2. Brief Description Of The Prior Art
Printed circuit board assemblies produced by photographic and the like techniques are commonly employed to provide a convenient fabrication of high density electrical circuits. However, it is frequently desireable to incorporate mechanical systems in the high density circuits. Conventional printed circuit board assemblies are not satisfactory for this application, since they have a comparatively low limit to the maximum current permissible, at least in economical forms of construction. Also, a direct connection between circuit elements lying in different planes is generally impossible, so that in such cases, additional conductors have to be introduced between circuit traces and the individual elements which do not lie in a common plane. Further, conventional printed circuit board assemblies do not provide the mechanical ruggedness necessary in hybrid electro-mechanical circuit boards, particularly when the circuit is exposed to continuous vibration in operation, especially when the circuit traces must also carry high current levels which tend to degrade the mechanical strength properties of those traces. One example of a hybrid electromechanical device is shown in U.S. Pat. No. 3,845,256 which describes an appliance timer having an electric motor, a series of gears and rotating members, affixed to the surface of a single plane dielectric substrate.

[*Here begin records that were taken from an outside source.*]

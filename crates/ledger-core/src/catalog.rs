//! Month and commodity catalogs.
//!
//! Both catalogs are closed and ordered: the position of an entry is its
//! index into the corresponding axis of [`crate::table::ProfitTable`].

use std::fmt;

pub use chrono::Month;
use serde::{Deserialize, Serialize};

/// Number of months in the table's first axis.
pub const MONTHS: usize = 12;
/// Number of days per month in the table's second axis.
pub const DAYS: usize = 28;
/// Number of tracked commodities in the table's third axis.
pub const COMMODITIES: usize = 5;

// ── Commodity ─────────────────────────────────────────────────────────────────

/// A tracked commodity. Declaration order is catalog order.
#[derive(Debug, Clone, Copy, PartialEq, Eq, Hash, PartialOrd, Ord, Serialize, Deserialize)]
pub enum Commodity {
    Gold,
    Oil,
    Silver,
    Wheat,
    Copper,
}

impl Commodity {
    /// Every commodity in catalog order.
    pub const ALL: [Commodity; COMMODITIES] = [
        Commodity::Gold,
        Commodity::Oil,
        Commodity::Silver,
        Commodity::Wheat,
        Commodity::Copper,
    ];

    /// Resolve a commodity by its exact, case-sensitive name.
    ///
    /// Returns `None` for any name outside the catalog.
    pub fn from_name(name: &str) -> Option<Self> {
        Self::ALL.into_iter().find(|c| c.name() == name)
    }

    /// Catalog name, e.g. `"Gold"`.
    pub const fn name(self) -> &'static str {
        match self {
            Commodity::Gold => "Gold",
            Commodity::Oil => "Oil",
            Commodity::Silver => "Silver",
            Commodity::Wheat => "Wheat",
            Commodity::Copper => "Copper",
        }
    }

    /// Position in the catalog.
    pub const fn index(self) -> usize {
        self as usize
    }
}

impl fmt::Display for Commodity {
    fn fmt(&self, f: &mut fmt::Formatter<'_>) -> fmt::Result {
        f.write_str(self.name())
    }
}

// ── Months ────────────────────────────────────────────────────────────────────

/// Every month in calendar order.
pub const MONTH_CATALOG: [Month; MONTHS] = [
    Month::January,
    Month::February,
    Month::March,
    Month::April,
    Month::May,
    Month::June,
    Month::July,
    Month::August,
    Month::September,
    Month::October,
    Month::November,
    Month::December,
];

/// Look up a month by its zero-based catalog index (`0` = January).
pub fn month_at(index: i32) -> Option<Month> {
    usize::try_from(index)
        .ok()
        .and_then(|i| MONTH_CATALOG.get(i).copied())
}

/// Zero-based catalog index of `month`.
pub fn month_index(month: Month) -> usize {
    month.number_from_month() as usize - 1
}

// ── Day ───────────────────────────────────────────────────────────────────────

/// A zero-based day within a month, always below [`DAYS`].
#[derive(Debug, Clone, Copy, PartialEq, Eq, Hash, PartialOrd, Ord)]
pub struct Day(usize);

impl Day {
    /// Day 1 of a month.
    pub const FIRST: Day = Day(0);

    /// Build a day from its 1-based calendar number.
    ///
    /// Returns `None` unless `number` lies in `1..=28`.
    pub fn from_number(number: i64) -> Option<Self> {
        Self::from_index(number.checked_sub(1)?)
    }

    /// Build a day from a zero-based index, `None` outside `0..28`.
    pub fn from_index(index: i64) -> Option<Self> {
        let index = usize::try_from(index).ok()?;
        (index < DAYS).then_some(Day(index))
    }

    /// Every day of a month in order.
    pub fn all() -> impl DoubleEndedIterator<Item = Day> + ExactSizeIterator {
        (0..DAYS).map(Day)
    }

    /// Zero-based index.
    pub const fn index(self) -> usize {
        self.0
    }

    /// 1-based calendar number.
    pub const fn number(self) -> usize {
        self.0 + 1
    }
}

// ── Tests ─────────────────────────────────────────────────────────────────────
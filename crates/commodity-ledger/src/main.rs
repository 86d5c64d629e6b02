mod bootstrap;

use anyhow::Result;
use ledger_core::settings::Settings;
use ledger_data::report::run_query;
use ledger_data::Ledger;

fn main() -> Result<()> {
    let settings = Settings::load();

    bootstrap::setup_logging(&settings.log_level)?;
    settings.validate()?;

    tracing::info!("Commodity Ledger v{} starting", env!("CARGO_PKG_VERSION"));
    tracing::debug!(
        "Data dir: {}, extension: {}, format: {}",
        settings.data_dir.display(),
        settings.extension,
        settings.format
    );

    let mut ledger = Ledger::new(bootstrap::source_layout(&settings));
    let summary = ledger.load_with_summary();
    tracing::debug!("Load took {:.3}s", summary.load_time_seconds);
    tracing::info!("Data loaded – ready for queries");

    let command = settings.query();
    let output = run_query(&ledger.queries(), &command);

    let stdout = std::io::stdout();
    let mut out = stdout.lock();
    if settings.wants_json() {
        output.write_json(&mut out)?;
    } else {
        output.write_text(&mut out)?;
    }

    Ok(())
}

Accordingly, stamped metallic circuits have been developed to provide the high current capability, mechanical ruggedness, and multiplane construction needed for a given application. Examples of representative stamped metallic circuits can be found in U.S. Pat. Nos. 3,108,360; 2,971,249 and 2,969,300. Typically, the conductive traces are separately formed, being stamped from a metallic sheet, to form labyrinthian circuit paths. The paths may be joined by one or more separable linking elements to form a carrier, or to strengthen the lattice network for use during assembly of the metallic circuit. Thereafter, the metallic stamping is applied to a dielectric substrate, typically using adhesive suitable for the purpose. In U.S. Pat. No. 3,108,360, for example, the stamped metal tracing is sandwiched between two dielectric sheets to protect a majority of the conductive circuit paths from corrosion or the like degradation. A similar arrangement is found in the more recent U.S. Pat. No. 4,508,399. Again the stamped metallic surface is sandwiched between two dielectric portions which substantially enclose the circuit, protecting it from casual damage.
Although each of the above arrangements provide otherwise convenient means of electrical connection to external circuit components, improvements in the electrical connectors can be made. Also, it is desired to incorporate in an inexpensive fashion, adjustable electrical connectors of the type frequently employed in timing and other measuring circuits. Further, especially when employed in highly inductive loads, it is desirable to provide a snap action switch which provides improved circuit making stroke breaking capability. In the past, such switches have comprised discrete commercially available separate assemblies, such as those shown in U.S. Pat. No. 3,362,181. Instead of employing a discrete miniature snap action switch, it would be desirable to integrally form a snap action switch with the stamped metallic circuit, in a single operation.